Have you ever wandered round the museum, found something you love and spent a few moments tracing patterns, shapes and colours with your eyes, or other senses? How does it make you feel afterwards?
This is kind of how mindfulness works – something you might have heard of but perhaps don’t know much about. Rooted in the practice of meditation, mindfulness is a way to train your busy mind to focus on the here and now, enabling your brain to focus on a subject or the sensations in your body and mind without comment or judgement. It’s not about controlling or suppressing your thoughts, or about emptying your mind, but about noticing them, and then letting them go.
The argument, and it’s a pretty powerful one, is that this is good for your mind and your body, as it allows the stresses of the day to pass through you, letting go of anxieties. An overload of stress is not good for the body – we know that. A testament to the importance of this approach is that many core NHS services are working with mindfulness practitioners on a regular basis to support individuals who might benefit from this approach. But we can all do with a bit of stress relief in this busy, challenging digital world we live in, right?

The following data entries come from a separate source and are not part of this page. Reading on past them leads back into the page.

/*!
 * Tests for error types and conversions
 */

use video_config::errors::{AppError, ManifestError, TranscriptError};

#[test]
fn test_transcriptError_invalidReference_shouldDisplayLanguageAndReference() {
    let error = TranscriptError::InvalidReference {
        language: "hr".to_string(),
        reference: "../x.srt".to_string(),
    };
    let display = format!("{}", error);
    assert!(display.contains("'hr'"));
    assert!(display.contains("../x.srt"));
}

#[test]
fn test_manifestError_invalidLanguage_shouldDisplayKey() {
    let error = ManifestError::InvalidLanguage("e n".to_string());
    assert_eq!(format!("{}", error), "Invalid transcript language key: 'e n'");
}

#[test]
fn test_appError_fromTranscriptError_shouldWrapCorrectly() {
    let app_error: AppError = TranscriptError::Store("offline".to_string()).into();
    assert!(matches!(app_error, AppError::Transcript(_)));
    assert!(format!("{}", app_error).contains("offline"));
}

#[test]
fn test_appError_fromIoError_shouldBecomeFileError() {
    let io_error = std::io::Error::new(std::io::ErrorKind::NotFound, "gone");
    let app_error: AppError = io_error.into();
    assert!(matches!(app_error, AppError::File(_)));
}

#[test]
fn test_appError_fromAnyhow_shouldBecomeUnknown() {
    let app_error: AppError = anyhow::anyhow!("boom").into();
    assert_eq!(format!("{}", app_error), "Unknown error: boom");
}
//! Application configuration module
//!
//! This module handles the application configuration including loading,
//! validating and saving configuration settings.

use anyhow::{anyhow, Context, Result};
use log::{warn, LevelFilter};
use serde::{Deserialize, Serialize};
use std::default::Default;
use std::fs::File;
use std::io::BufReader;
use std::path::{Path, PathBuf};

/// Represents the application configuration
#[derive(Debug, Serialize, Deserialize, Clone, PartialEq)]
pub struct Config {
    /// Feature flags that change translation resolution
    #[serde(default)]
    pub features: FeatureFlags,

    /// Directory holding uploaded transcript files
    #[serde(default)]
    pub transcript_root: Option<PathBuf>,

    /// Log level
    #[serde(default)]
    pub log_level: LogLevel,
}

/// Feature flags read at resolution time
#[derive(Debug, Serialize, Deserialize, Clone, PartialEq)]
pub struct FeatureFlags {
    /// Offer English when a video declares no transcripts.
    ///
    /// Some organizations don't have English transcripts for all videos,
    /// so this is configurable.
    #[serde(default = "default_true")]
    pub fallback_to_english_transcripts: bool,

    /// When disabled, declared transcripts are checked against the
    /// transcript store unless the caller says otherwise
    #[serde(default)]
    pub enable_video_abstraction_layer_api: bool,
}

impl Default for FeatureFlags {
    fn default() -> Self {
        Self {
            fallback_to_english_transcripts: true,
            enable_video_abstraction_layer_api: false,
        }
    }
}

/// Log verbosity level
#[derive(Debug, Serialize, Deserialize, Clone, PartialEq, Default)]
#[serde(rename_all = "lowercase")]
pub enum LogLevel {
    Error,
    Warn,
    #[default]
    Info,
    Debug,
    Trace,
}

impl LogLevel {
    // @returns: Matching filter for the log facade
    pub fn to_level_filter(&self) -> LevelFilter {
        match self {
            LogLevel::Error => LevelFilter::Error,
            LogLevel::Warn => LevelFilter::Warn,
            LogLevel::Info => LevelFilter::Info,
            LogLevel::Debug => LevelFilter::Debug,
            LogLevel::Trace => LevelFilter::Trace,
        }
    }
}

fn default_true() -> bool {
    true
}

impl Config {
    /// Load configuration from a JSON file
    pub fn load<P: AsRef<Path>>(path: P) -> Result<Self> {
        let path = path.as_ref();
        let file = File::open(path)
            .context(format!("Failed to open config file: {}", path.display()))?;

        let reader = BufReader::new(file);
        let config: Config = serde_json::from_reader(reader)
            .context(format!("Failed to parse config file: {}", path.display()))?;

        Ok(config)
    }

    /// Write configuration as pretty JSON
    pub fn save<P: AsRef<Path>>(&self, path: P) -> Result<()> {
        let path = path.as_ref();
        let config_json = serde_json::to_string_pretty(self)
            .context("Failed to serialize config to JSON")?;

        std::fs::write(path, config_json)
            .context(format!("Failed to write config to file: {}", path.display()))?;

        Ok(())
    }

    /// Load the configuration, creating a default file if none exists
    pub fn load_or_default<P: AsRef<Path>>(path: P) -> Result<Self> {
        let path = path.as_ref();
        if path.exists() {
            return Self::load(path);
        }

        warn!("Config file not found at '{}', creating default config.", path.display());
        let config = Config::default();
        config.save(path)?;
        Ok(config)
    }

    /// Validate the configuration for consistency and required values
    pub fn validate(&self) -> Result<()> {
        if let Some(root) = &self.transcript_root {
            if !root.is_dir() {
                return Err(anyhow!("Transcript root is not a directory: {}", root.display()));
            }
        }

        Ok(())
    }
}

/// Default implementation for Config
impl Default for Config {
    fn default() -> Self {
        Config {
            features: FeatureFlags::default(),
            transcript_root: None,
            log_level: LogLevel::default(),
        }
    }
}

After a visit to the Manchester Museum and Art Gallery and their Health and Well-being team to learn about their programming around mindfulness and health and well-being, I became inspired to try out some mindful techniques back at the National Museum of Scotland, using our collections as a focus.
Through a contact with the Children and Adolescent Mental Health Service (CAMHS) in Edinburgh, I was put in touch with their mindfulness practitioner Kirsten Davenport, who kindly volunteered her time to support this venture. She was excited about the prospect of using the Museum for mindfulness, and we discussed how it was a fantastic place for people suffering from a sense of isolation or mental health issues because it helps foster connections through objects to other times, cultures and places. The Museum is also a more neutral, non-clinical space which can help people’s recovery in the wider world.
The result of this collaboration was a pilot mindful tour round the galleries with National Museums Scotland staff. Mindfulness is not for everyone, and I know that there were some who felt a bit awkward ‘mindfully’ walking round the busy galleries in a group – but some found the session of benefit. Learning Enabler Helyn Long said:
“The session was lovely and I really liked the calm, slow pace of it. I liked sitting on the bench where we weren’t looking at anything in particular and just enjoying the space around us.”
I have also recently supported an amazing new initiative working with the ADHD (Attention Deficit and Hyperactivity Disorder) CAMHS team, supported and funded by the Edinburgh Children’s Hospital Charity. The project was to create a mindfulness colouring-in book with and for children and young people with ADHD, using museum objects as a focus to support them in learning about mindfulness techniques, and how they can help to manage ADHD core symptoms such as inattention, impulsivity and hyperactivity.
Four young people visited the museum for two workshop sessions to choose, record and recreate in different media – sculpture, large-scale drawing and 3-D printing pens – their selected objects. At CAMHS they attended a series of three workshops – each session focused on ADHD core symptoms, mindfulness techniques and how to practise them.
The book is a result of all the young people’s hard work, and they chose to call it the Colouringness Book. It takes you on a trail around the Museum using the artwork of their chosen objects as a focus for mindful activities. A written description and audio track (kindly contributed by local radio DJ and actor Grant Stott) guides you through these mindful techniques as you go.
The book was launched at the museum in September, and is a free resource for all CAMHS patients to access. It was such a fantastic project to be involved with and a great way for me to learn more about the important work CAMHS does, how mindfulness can support people, and also how we can collaborate with others to use the museum and its objects in this new way. I’ve no doubt the book will be of great use to many CAMHS children and young people.